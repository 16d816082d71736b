//! crates/matching_core/src/proximity.rs
//!
//! Finds the users located within a radius of a reference user.
//!
//! The search is a full scan over every other user. That is fine for the
//! small-to-moderate user counts this service targets; a larger deployment
//! would need a spatial index (geohash grid or R-tree) in the storage layer.

use crate::domain::{NearbyUser, User};
use crate::geo::distance_between;
use crate::ports::{DatabaseService, PortError, PortResult};
use std::sync::Arc;
use tracing::debug;
use uuid::Uuid;

/// The radius used when the caller does not ask for one.
pub const DEFAULT_RADIUS_KM: f64 = 10.0;

#[derive(Clone)]
pub struct ProximityFinder {
    db: Arc<dyn DatabaseService>,
    default_radius_km: f64,
}

impl ProximityFinder {
    pub fn new(db: Arc<dyn DatabaseService>, default_radius_km: f64) -> Self {
        Self {
            db,
            default_radius_km,
        }
    }

    pub fn default_radius_km(&self) -> f64 {
        self.default_radius_km
    }

    /// Returns every other user strictly closer than `radius_km` (or the
    /// default radius) to `reference_id`, nearest first.
    pub async fn find_nearby(
        &self,
        reference_id: Uuid,
        radius_km: Option<f64>,
    ) -> PortResult<Vec<NearbyUser>> {
        let radius_km = radius_km.unwrap_or(self.default_radius_km);
        if !radius_km.is_finite() || radius_km <= 0.0 {
            return Err(PortError::InvalidInput(format!(
                "radius must be a positive number of kilometres, got {radius_km}"
            )));
        }

        let reference = self.db.get_user_by_id(reference_id).await?;
        let candidates = self.db.list_users_except(reference_id).await?;
        let scanned = candidates.len();

        let nearby = filter_nearby(&reference, candidates, radius_km);
        debug!(
            user_id = %reference_id,
            radius_km,
            scanned,
            matched = nearby.len(),
            "Proximity search finished"
        );
        Ok(nearby)
    }
}

/// Keeps the candidates strictly inside `radius_km` of `reference`, sorted by
/// ascending distance. The reference user is dropped by id even if the pool
/// still contains it.
pub fn filter_nearby(reference: &User, candidates: Vec<User>, radius_km: f64) -> Vec<NearbyUser> {
    let mut nearby: Vec<NearbyUser> = candidates
        .into_iter()
        .filter(|candidate| candidate.id != reference.id)
        .filter_map(|candidate| {
            let distance_km = distance_between(reference.position, candidate.position);
            (distance_km < radius_km).then_some(NearbyUser {
                user: candidate,
                distance_km,
            })
        })
        .collect();

    nearby.sort_by(|a, b| a.distance_km.total_cmp(&b.distance_km));
    nearby
}

#[cfg(test)]
mod tests {
    use super::*;
    use crate::domain::GeoPoint;

    fn user_at(name: &str, latitude: f64, longitude: f64) -> User {
        User {
            id: Uuid::new_v4(),
            name: name.to_string(),
            email: format!("{name}@example.com"),
            position: GeoPoint::new(latitude, longitude),
            images: Vec::new(),
        }
    }

    #[test]
    fn keeps_only_candidates_inside_the_radius() {
        let reference = user_at("ref", 0.0, 0.0);
        let close = user_at("close", 0.0, 0.05);
        let far = user_at("far", 0.0, 1.0);

        let nearby = filter_nearby(&reference, vec![far, close.clone()], 10.0);

        assert_eq!(nearby.len(), 1);
        assert_eq!(nearby[0].user.id, close.id);
        assert!((nearby[0].distance_km - 5.56).abs() < 0.1);
    }

    #[test]
    fn excludes_the_reference_by_identity_not_position() {
        let reference = user_at("ref", 10.0, 10.0);
        let twin = user_at("twin", 10.0, 10.0);

        let nearby = filter_nearby(&reference, vec![reference.clone(), twin.clone()], 10.0);

        assert_eq!(nearby.len(), 1);
        assert_eq!(nearby[0].user.id, twin.id);
        assert_eq!(nearby[0].distance_km, 0.0);
    }

    #[test]
    fn radius_boundary_is_exclusive() {
        let reference = user_at("ref", 0.0, 0.0);
        let edge = user_at("edge", 0.0, 1.0);
        let exact = distance_between(reference.position, edge.position);

        assert!(filter_nearby(&reference, vec![edge.clone()], exact).is_empty());
        assert_eq!(filter_nearby(&reference, vec![edge], exact + 0.001).len(), 1);
    }

    #[test]
    fn results_are_sorted_nearest_first() {
        let reference = user_at("ref", 0.0, 0.0);
        let pool = vec![
            user_at("c", 0.0, 0.08),
            user_at("a", 0.0, 0.01),
            user_at("b", 0.0, 0.04),
        ];

        let names: Vec<_> = filter_nearby(&reference, pool, 10.0)
            .into_iter()
            .map(|n| n.user.name)
            .collect();

        assert_eq!(names, ["a", "b", "c"]);
    }
}
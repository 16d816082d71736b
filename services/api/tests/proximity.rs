mod common;

use api_lib::adapters::InMemoryDatabase;
use common::{live_state, seed, user_at};
use matching_core::ports::PortError;
use std::sync::Arc;
use uuid::Uuid;

#[tokio::test]
async fn finds_only_users_inside_the_default_radius() {
    let db = Arc::new(InMemoryDatabase::new());
    let reference = user_at("ref", 0.0, 0.0);
    let close = user_at("close", 0.0, 0.05);
    let far = user_at("far", 0.0, 1.0);
    for user in [&reference, &close, &far] {
        seed(&db, user).await;
    }
    let state = live_state(db);

    let nearby = state.proximity.find_nearby(reference.id, None).await.unwrap();

    assert_eq!(nearby.len(), 1);
    assert_eq!(nearby[0].user, close);
    assert!(nearby[0].distance_km < 10.0);
}

#[tokio::test]
async fn never_includes_the_reference_user_even_with_a_twin_at_the_same_spot() {
    let db = Arc::new(InMemoryDatabase::new());
    let reference = user_at("ref", 45.0, 7.0);
    let twin = user_at("twin", 45.0, 7.0);
    seed(&db, &reference).await;
    seed(&db, &twin).await;
    let state = live_state(db);

    let ids: Vec<_> = state
        .proximity
        .find_nearby(reference.id, None)
        .await
        .unwrap()
        .into_iter()
        .map(|n| n.user.id)
        .collect();

    assert_eq!(ids, [twin.id]);
}

#[tokio::test]
async fn explicit_radius_widens_the_search() {
    let db = Arc::new(InMemoryDatabase::new());
    let reference = user_at("ref", 0.0, 0.0);
    let close = user_at("close", 0.0, 0.05);
    let far = user_at("far", 0.0, 1.0);
    for user in [&reference, &close, &far] {
        seed(&db, user).await;
    }
    let state = live_state(db);

    let names: Vec<_> = state
        .proximity
        .find_nearby(reference.id, Some(200.0))
        .await
        .unwrap()
        .into_iter()
        .map(|n| n.user.name)
        .collect();

    assert_eq!(names, ["close", "far"]);
}

#[tokio::test]
async fn unknown_reference_user_is_not_found() {
    let state = live_state(Arc::new(InMemoryDatabase::new()));

    let result = state.proximity.find_nearby(Uuid::new_v4(), None).await;

    assert!(matches!(result, Err(PortError::NotFound(_))), "{result:?}");
}

#[tokio::test]
async fn non_positive_or_non_finite_radius_is_invalid_input() {
    let db = Arc::new(InMemoryDatabase::new());
    let reference = user_at("ref", 0.0, 0.0);
    seed(&db, &reference).await;
    let state = live_state(db);

    for radius in [0.0, -5.0, f64::NAN, f64::INFINITY] {
        let result = state.proximity.find_nearby(reference.id, Some(radius)).await;
        assert!(
            matches!(result, Err(PortError::InvalidInput(_))),
            "radius {radius} gave {result:?}"
        );
    }
}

> _WHAT TO DO_
The entries above must be retyped exactly, down to the last character.

> _ANSWER SECTION_
repository 16d816082d71736b
//! crates/matching_core/src/proximity.rs
//!
//! Finds the users located within a radius of a reference user.
//!
//! The search is a full scan over every other user. That is fine for the
//! small-to-moderate user counts this service targets; a larger deployment
//! would need a spatial index (geohash grid or R-tree) in the storage layer.

use crate::domain::{NearbyUser, User};
use crate::geo::distance_between;
use crate::ports::{DatabaseService, PortError, PortResult};
use std::sync::Arc;
use tracing::debug;
use uuid::Uuid;

/// The radius used when the caller does not ask for one.
pub const DEFAULT_RADIUS_KM: f64 = 10.0;

#[derive(Clone)]
pub struct ProximityFinder {
    db: Arc<dyn DatabaseService>,
    default_radius_km: f64,
}

impl ProximityFinder {
    pub fn new(db: Arc<dyn DatabaseService>, default_radius_km: f64) -> Self {
        Self {
            db,
            default_radius_km,
        }
    }

    pub fn default_radius_km(&self) -> f64 {
        self.default_radius_km
    }

    /// Returns every other user strictly closer than `radius_km` (or the
    /// default radius) to `reference_id`, nearest first.
    pub async fn find_nearby(
        &self,
        reference_id: Uuid,
        radius_km: Option<f64>,
    ) -> PortResult<Vec<NearbyUser>> {
        let radius_km = radius_km.unwrap_or(self.default_radius_km);
        if !radius_km.is_finite() || radius_km <= 0.0 {
            return Err(PortError::InvalidInput(format!(
                "radius must be a positive number of kilometres, got {radius_km}"
            )));
        }

        let reference = self.db.get_user_by_id(reference_id).await?;
        let candidates = self.db.list_users_except(reference_id).await?;
        let scanned = candidates.len();

        let nearby = filter_nearby(&reference, candidates, radius_km);
        debug!(
            user_id = %reference_id,
            radius_km,
            scanned,
            matched = nearby.len(),
            "Proximity search finished"
        );
        Ok(nearby)
    }
}

/// Keeps the candidates strictly inside `radius_km` of `reference`, sorted by
/// ascending distance. The reference user is dropped by id even if the pool
/// still contains it.
pub fn filter_nearby(reference: &User, candidates: Vec<User>, radius_km: f64) -> Vec<NearbyUser> {
    let mut nearby: Vec<NearbyUser> = candidates
        .into_iter()
        .filter(|candidate| candidate.id != reference.id)
        .filter_map(|candidate| {
            let distance_km = distance_between(reference.position, candidate.position);
            (distance_km < radius_km).then_some(NearbyUser {
                user: candidate,
                distance_km,
            })
        })
        .collect();

    nearby.sort_by(|a, b| a.distance_km.total_cmp(&b.distance_km));
    nearby
}

#[cfg(test)]
mod tests {
    use super::*;
    use crate::domain::GeoPoint;

    fn user_at(name: &str, latitude: f64, longitude: f64) -> User {
        User {
            id: Uuid::new_v4(),
            name: name.to_string(),
            email: format!("{name}@example.com"),
            position: GeoPoint::new(latitude, longitude),
            images: Vec::new(),
        }
    }

    #[test]
    fn keeps_only_candidates_inside_the_radius() {
        let reference = user_at("ref", 0.0, 0.0);
        let close = user_at("close", 0.0, 0.05);
        let far = user_at("far", 0.0, 1.0);

        let nearby = filter_nearby(&reference, vec![far, close.clone()], 10.0);

        assert_eq!(nearby.len(), 1);
        assert_eq!(nearby[0].user.id, close.id);
        assert!((nearby[0].distance_km - 5.56).abs() < 0.1);
    }

    #[test]
    fn excludes_the_reference_by_identity_not_position() {
        let reference = user_at("ref", 10.0, 10.0);
        let twin = user_at("twin", 10.0, 10.0);

        let nearby = filter_nearby(&reference, vec![reference.clone(), twin.clone()], 10.0);

        assert_eq!(nearby.len(), 1);
        assert_eq!(nearby[0].user.id, twin.id);
        assert_eq!(nearby[0].distance_km, 0.0);
    }

    #[test]
    fn radius_boundary_is_exclusive() {
        let reference = user_at("ref", 0.0, 0.0);
        let edge = user_at("edge", 0.0, 1.0);
        let exact = distance_between(reference.position, edge.position);

        assert!(filter_nearby(&reference, vec![edge.clone()], exact).is_empty());
        assert_eq!(filter_nearby(&reference, vec![edge], exact + 0.001).len(), 1);
    }

    #[test]
    fn results_are_sorted_nearest_first() {
        let reference = user_at("ref", 0.0, 0.0);
        let pool = vec![
            user_at("c", 0.0, 0.08),
            user_at("a", 0.0, 0.01),
            user_at("b", 0.0, 0.04),
        ];

        let names: Vec<_> = filter_nearby(&reference, pool, 10.0)
            .into_iter()
            .map(|n| n.user.name)
            .collect();

        assert_eq!(names, ["a", "b", "c"]);
    }
}
repository 16d816082d71736b
filename services/api/tests/proximity.rs
mod common;

use api_lib::adapters::InMemoryDatabase;
use common::{live_state, seed, user_at};
use matching_core::ports::PortError;
use std::sync::Arc;
use uuid::Uuid;

#[tokio::test]
async fn finds_only_users_inside_the_default_radius() {
    let db = Arc::new(InMemoryDatabase::new());
    let reference = user_at("ref", 0.0, 0.0);
    let close = user_at("close", 0.0, 0.05);
    let far = user_at("far", 0.0, 1.0);
    for user in [&reference, &close, &far] {
        seed(&db, user).await;
    }
    let state = live_state(db);

    let nearby = state.proximity.find_nearby(reference.id, None).await.unwrap();

    assert_eq!(nearby.len(), 1);
    assert_eq!(nearby[0].user, close);
    assert!(nearby[0].distance_km < 10.0);
}

#[tokio::test]
async fn never_includes_the_reference_user_even_with_a_twin_at_the_same_spot() {
    let db = Arc::new(InMemoryDatabase::new());
    let reference = user_at("ref", 45.0, 7.0);
    let twin = user_at("twin", 45.0, 7.0);
    seed(&db, &reference).await;
    seed(&db, &twin).await;
    let state = live_state(db);

    let ids: Vec<_> = state
        .proximity
        .find_nearby(reference.id, None)
        .await
        .unwrap()
        .into_iter()
        .map(|n| n.user.id)
        .collect();

    assert_eq!(ids, [twin.id]);
}

#[tokio::test]
async fn explicit_radius_widens_the_search() {
    let db = Arc::new(InMemoryDatabase::new());
    let reference = user_at("ref", 0.0, 0.0);
    let close = user_at("close", 0.0, 0.05);
    let far = user_at("far", 0.0, 1.0);
    for user in [&reference, &close, &far] {
        seed(&db, user).await;
    }
    let state = live_state(db);

    let names: Vec<_> = state
        .proximity
        .find_nearby(reference.id, Some(200.0))
        .await
        .unwrap()
        .into_iter()
        .map(|n| n.user.name)
        .collect();

    assert_eq!(names, ["close", "far"]);
}

#[tokio::test]
async fn unknown_reference_user_is_not_found() {
    let state = live_state(Arc::new(InMemoryDatabase::new()));

    let result = state.proximity.find_nearby(Uuid::new_v4(), None).await;

    assert!(matches!(result, Err(PortError::NotFound(_))), "{result:?}");
}

#[tokio::test]
async fn non_positive_or_non_finite_radius_is_invalid_input() {
    let db = Arc::new(InMemoryDatabase::new());
    let reference = user_at("ref", 0.0, 0.0);
    seed(&db, &reference).await;
    let state = live_state(db);

    for radius in [0.0, -5.0, f64::NAN, f64::INFINITY] {
        let result = state.proximity.find_nearby(reference.id, Some(radius)).await;
        assert!(
            matches!(result, Err(PortError::InvalidInput(_))),
            "radius {radius} gave {result:?}"
        );
    }
}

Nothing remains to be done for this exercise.